APIPod stops at the container. Pushing the image and registering an endpoint both live outside the CLI today. We recommend RunPod for serverless GPU deploys. Tag the image, push it to a registry your provider can pull from, then create a serverless endpoint pointing at it.

terminal
# Tag and push to your registry (Docker Hub shown; substitute your own)
docker tag apipod-my-model your-user/my-model:v1
docker push your-user/my-model:v1

# Then create a serverless endpoint in the RunPod console pointing at
# your-user/my-model:v1 with container disk + GPU type set to taste.

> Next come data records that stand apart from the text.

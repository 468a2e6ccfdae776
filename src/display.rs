//! Command line telemetry observer.
//!
//! Prints a one-line notice for every routed message and, when port
//! monitoring is on, a hex dump plus every decoded field of each datagram.

use crate::channel::{Channel, Subscriber, TelemetryUpdate};
use crate::codec::{TelemetryCodec, Value};
use crate::server::TelemetryServer;
use std::fmt::Write;
use std::net::SocketAddr;
use std::sync::Arc;
use tracing::warn;

/// Hex dump of `bytes`, `per_line` bytes per line, upper-case.
pub fn hex_string(bytes: &[u8], per_line: usize) -> String {
    let per_line = per_line.max(1);
    bytes
        .chunks(per_line)
        .map(|line| {
            line.iter()
                .map(|b| format!("{:02X}", b))
                .collect::<Vec<_>>()
                .join(" ")
        })
        .collect::<Vec<_>>()
        .join("\n")
}

/// Renders every leaf of `value` as `name = value`, descending into arrays
/// as `name[i]` and containers as `name.field`.
pub fn render_entries(value: &Value, base_name: &str) -> String {
    let mut out = String::new();
    render_into(&mut out, value, base_name);
    out
}

fn render_into(out: &mut String, value: &Value, base_name: &str) {
    match value {
        Value::Array(items) => {
            for (i, item) in items.iter().enumerate() {
                render_into(out, item, &format!("{}[{}]", base_name, i));
            }
        }
        Value::Container(fields) => {
            for (name, item) in fields {
                render_into(out, item, &format!("{}.{}", base_name, name));
            }
        }
        leaf => {
            let _ = writeln!(out, "{:<60} = {}", base_name, leaf);
        }
    }
}

/// Full port-monitor report for one datagram.
pub fn render_datagram(codec: &dyn TelemetryCodec, datagram: &[u8], from: SocketAddr) -> String {
    let mut out = format!(
        "Telemetry Packet From: {}:UDP {}, {} bits :\n{}\n",
        from.ip(),
        from.port(),
        8 * datagram.len(),
        hex_string(datagram, 16)
    );
    match codec.decode(datagram) {
        Ok((entry, message)) => out.push_str(&render_entries(&message.to_value(), &entry.name)),
        Err(e) => {
            let _ = writeln!(out, "<decode failed: {}>", e);
        }
    }
    out
}

/// Subscriber that reports telemetry on stdout.
#[derive(Debug, Default)]
pub struct CmdLineTelemetry;

impl CmdLineTelemetry {
    /// Creates the observer and attaches it to every channel of `server`.
    /// With `monitor_port`, also installs a raw observer that dumps each
    /// datagram.
    pub fn attach_all(server: &TelemetryServer, monitor_port: bool) -> Arc<Self> {
        let observer = Arc::new(Self);

        if monitor_port {
            let codec = server.codec().clone();
            server.set_raw_observer(move |datagram, from| {
                println!("{}", render_datagram(codec.as_ref(), datagram, from));
            });
        }

        for channel in server.registry().channels() {
            if let Err(e) = server.add_subscriber(channel.key(), observer.clone()) {
                warn!("Could not attach command line observer: {}", e);
            }
        }
        observer
    }

    pub fn format_update(channel: &Channel, update: &TelemetryUpdate) -> String {
        format!(
            "Received telemetry message app ID {} at time {}",
            channel.key(),
            update.message.secondary.seconds
        )
    }
}

impl Subscriber for CmdLineTelemetry {
    fn update(&self, channel: &Channel, update: &TelemetryUpdate) -> anyhow::Result<()> {
        println!("{}", Self::format_update(channel, update));
        Ok(())
    }
}

#[cfg(test)]
#[allow(clippy::expect_used)]
mod tests {
    use super::*;
    use crate::codec::{CodecError, DecodedMessage, SchemaEntry};
    use crate::mission::{build_packet, MissionDb};
    use crate::topic::RoutingKey;

    #[test]
    fn test_hex_string_wraps() {
        let bytes: Vec<u8> = (0..20).collect();
        let hex = hex_string(&bytes, 16);
        let lines: Vec<_> = hex.lines().collect();
        assert_eq!(lines.len(), 2);
        assert!(lines[0].starts_with("00 01 02"));
        assert!(lines[0].ends_with("0E 0F"));
        assert_eq!(lines[1], "10 11 12 13");
        assert_eq!(hex_string(&[], 16), "");
    }

    #[test]
    fn test_render_entries_walks_tree() {
        let value = Value::Container(vec![
            ("Counter".to_string(), Value::Unsigned(3)),
            (
                "Temps".to_string(),
                Value::Array(vec![Value::Float(1.5), Value::Signed(-2)]),
            ),
        ]);
        let text = render_entries(&value, "APP/Tlm");
        let lines: Vec<_> = text.lines().map(str::trim_end).collect();
        assert_eq!(lines.len(), 3);
        assert!(lines[0].starts_with("APP/Tlm.Counter "));
        assert!(lines[0].ends_with("= 3"));
        assert!(lines[1].starts_with("APP/Tlm.Temps[0]"));
        assert!(lines[1].ends_with("= 1.5"));
        assert!(lines[2].ends_with("= -2"));
        assert_eq!(lines[0].find('='), Some(61));
    }

    #[test]
    fn test_render_datagram_decodes_fields() {
        let db = MissionDb::parse(
            r#"
[[message]]
topic = "CFE_ES/Application/HousekeepingTlm"
topic_id = 88
fields = [{ name = "CommandCounter", type = "u8" }]
"#,
        )
        .expect("db");
        let packet = build_packet(0x5B, 0, 77, &[9]);
        let from: SocketAddr = "127.0.0.1:1235".parse().expect("addr");

        let text = render_datagram(&db, &packet, from);
        assert!(text.starts_with("Telemetry Packet From: 127.0.0.1:UDP 1235, 104 bits :"));
        assert!(text.contains("CFE_ES/HousekeepingTlm.CCSDS.AppId"));
        assert!(text.contains("CFE_ES/HousekeepingTlm.Sec.Seconds"));
        assert!(text.contains("CFE_ES/HousekeepingTlm.Payload.CommandCounter"));
    }

    #[test]
    fn test_render_datagram_reports_decode_failure() {
        struct Failing;
        impl TelemetryCodec for Failing {
            fn decode(&self, _: &[u8]) -> Result<(SchemaEntry, DecodedMessage), CodecError> {
                Err(CodecError::UnknownMessage(1))
            }
        }
        let from: SocketAddr = "10.0.0.1:5000".parse().expect("addr");
        let text = render_datagram(&Failing, &[0u8; 8], from);
        assert!(text.contains("<decode failed:"));
    }

    #[test]
    fn test_format_update() {
        let db = MissionDb::parse(
            r#"
[[message]]
topic = "APP/Application/MSG"
topic_id = 1
"#,
        )
        .expect("db");
        let (entry, message) = db.decode(&build_packet(4, 0, 1234, &[])).expect("decode");
        let channel = Channel::new("APP", "MSG", RoutingKey(4));
        channel.update(entry, message);
        let update = channel.last_update().expect("update");
        assert_eq!(
            CmdLineTelemetry::format_update(&channel, &update),
            "Received telemetry message app ID 4 at time 1234"
        );
    }
}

Step 7 - Call the Running Service

Any APIPod service is callable over plain HTTP. The snippet below targets the local server from Step 3; swap the base URL for your deployed endpoint once the image is live.

python
import os
import requests

# Point base_url at your local server (Step 3) or your deployed endpoint.
base_url = os.getenv("MY_MODEL_URL", "http://localhost:8000")
headers = {}

# If calling a Socaity-hosted endpoint, add your API key. For local FastAPI
# runs no auth header is required by default.
if api_key := os.getenv("SOCAITY_API_KEY"):
    headers["Authorization"] = f"Bearer {api_key}"

resp = requests.post(
    f"{base_url}/generate",
    json={"prompt": "a glowing crystal", "steps": 30},
    headers=headers,
)
resp.raise_for_status()
print(resp.json())

Project Layout

A minimal APIPod project needs three files: the service entrypoint, a requirements file, and the model weights (or a download step that runs at startup).

terminal
my-model/
├── main.py             # APIPod service (entrypoint)
├── requirements.txt    # Python dependencies
├── my_model.pt         # model weights (or download at startup)
└── apipod-deploy/
    └── apipod.json     # generated by socaity scan

apipod.json - What Scan Writes

socaity scan writes the file below to apipod-deploy/apipod.json. Edit it before --build to override the entrypoint, Python version, system packages, or recommended base image.

json
{
  "title": "my-model",
  "entrypoint": "main.py",
  "python_version": "3.10",
  "cuda": true,
  "pytorch": true,
  "tensorflow": false,
  "onnx": false,
  "transformers": false,
  "diffusers": false,
  "system_packages": [],
  "model_files": ["my_model.pt"],
  "has_env_file": false,
  "recommended_image": "runpod/pytorch:2.4.0-py3.11-cuda12.4.1-devel-ubuntu22.04"
}

What You Built

  • An @app.endpoint service that loads the model once and exposes one HTTP route.
  • A local server on 0.0.0.0:8000 with a /health endpoint, started via socaity start.
  • An apipod-deploy/apipod.json manifest produced by socaity scan.
  • A container image generated by socaity build, ready to push to any Docker registry.
  • A Python client that calls the running service via requests.